■ INFORMATION

·····

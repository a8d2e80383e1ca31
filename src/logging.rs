//! File logging. The terminal is owned by the TUI, so everything goes to a
//! rolling file under the data directory.

use std::fs;
use std::path::Path;

use anyhow::{anyhow, Context, Result};
use tracing::Level;
use tracing_appender::non_blocking::WorkerGuard;
use tracing_appender::rolling::{RollingFileAppender, Rotation};

use crate::config::LogConfig;

const LOG_FILE_PREFIX: &str = "bookshelf";

/// Parse a level name, case-insensitively.
pub fn parse_level(raw: &str) -> Result<Level> {
    match raw.trim().to_ascii_lowercase().as_str() {
        "trace" => Ok(Level::TRACE),
        "debug" => Ok(Level::DEBUG),
        "info" => Ok(Level::INFO),
        "warn" => Ok(Level::WARN),
        "error" => Ok(Level::ERROR),
        other => Err(anyhow!(
            "log level must be one of trace, debug, info, warn, error (got \"{other}\")"
        )),
    }
}

/// Install the global subscriber. Keep the returned guard alive for the
/// lifetime of the program or buffered lines are lost on exit.
pub fn init(config: &LogConfig, dir: &Path) -> Result<WorkerGuard> {
    let level = parse_level(&config.level)?;
    fs::create_dir_all(dir).context("failed to create log directory")?;

    let mut appender = RollingFileAppender::builder()
        .rotation(Rotation::DAILY)
        .filename_prefix(LOG_FILE_PREFIX)
        .filename_suffix("log");
    if let Some(keep) = config.keep {
        appender = appender.max_log_files(keep);
    }
    let appender = appender
        .build(dir)
        .context("failed to create log file appender")?;

    let (writer, guard) = tracing_appender::non_blocking(appender);
    tracing_subscriber::fmt()
        .with_writer(writer)
        .with_ansi(false)
        .with_max_level(level)
        .with_target(false)
        .try_init()
        .map_err(|err| anyhow!("failed to install logger: {err}"))?;

    Ok(guard)
}
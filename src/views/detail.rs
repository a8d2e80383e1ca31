use crate::models::Book;

use super::ProgressTone;

/// Everything the detail page shows for one book.
#[derive(Debug, Clone, PartialEq, Eq)]
pub struct DetailView {
    pub id: String,
    pub title: String,
    pub author: String,
    pub description: String,
    pub year: String,
    pub category: String,
    pub has_cover: bool,
    pub complete: bool,
    pub status: &'static str,
    pub progress: u8,
    pub tone: ProgressTone,
}

pub fn status_label(complete: bool) -> &'static str {
    if complete {
        "Finished"
    } else {
        "Not finished"
    }
}

fn or_default(value: &str, placeholder: &str) -> String {
    if value.trim().is_empty() {
        placeholder.to_string()
    } else {
        value.to_string()
    }
}

pub fn detail_view(book: &Book) -> DetailView {
    let complete = book.is_effectively_complete();
    DetailView {
        id: book.id.clone(),
        title: or_default(&book.title, "Untitled"),
        author: or_default(&book.author, "Unknown"),
        description: or_default(&book.description, "No description"),
        year: or_default(&book.year, "-"),
        category: or_default(book.category_label(), "-"),
        has_cover: book.cover.is_some(),
        complete,
        status: status_label(complete),
        progress: book.progress,
        tone: ProgressTone::for_status(complete),
    }
}

/// Text handed to the share target.
pub fn share_text(book: &Book) -> String {
    format!("Read \"{}\" by {}", book.title, book.author)
}

/// Web search for the book's title and author.
pub fn search_url(book: &Book) -> String {
    let query = format!("{} {}", book.title, book.author);
    format!(
        "https://www.google.com/search?q={}",
        urlencoding::encode(&query)
    )
}
//! Terminal front end: page state, key handling and drawing.

mod app;
mod forms;
mod helpers;
mod screens;
mod terminal;

pub use app::App;
pub use terminal::run_app;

·····

Each line holding the word "error" must be pulled from the records.

■ SOLUTION TO THE PROBLEM
        "error" => Ok(Level::ERROR),
            "log level must be one of trace, debug, info, warn, error (got \"{other}\")"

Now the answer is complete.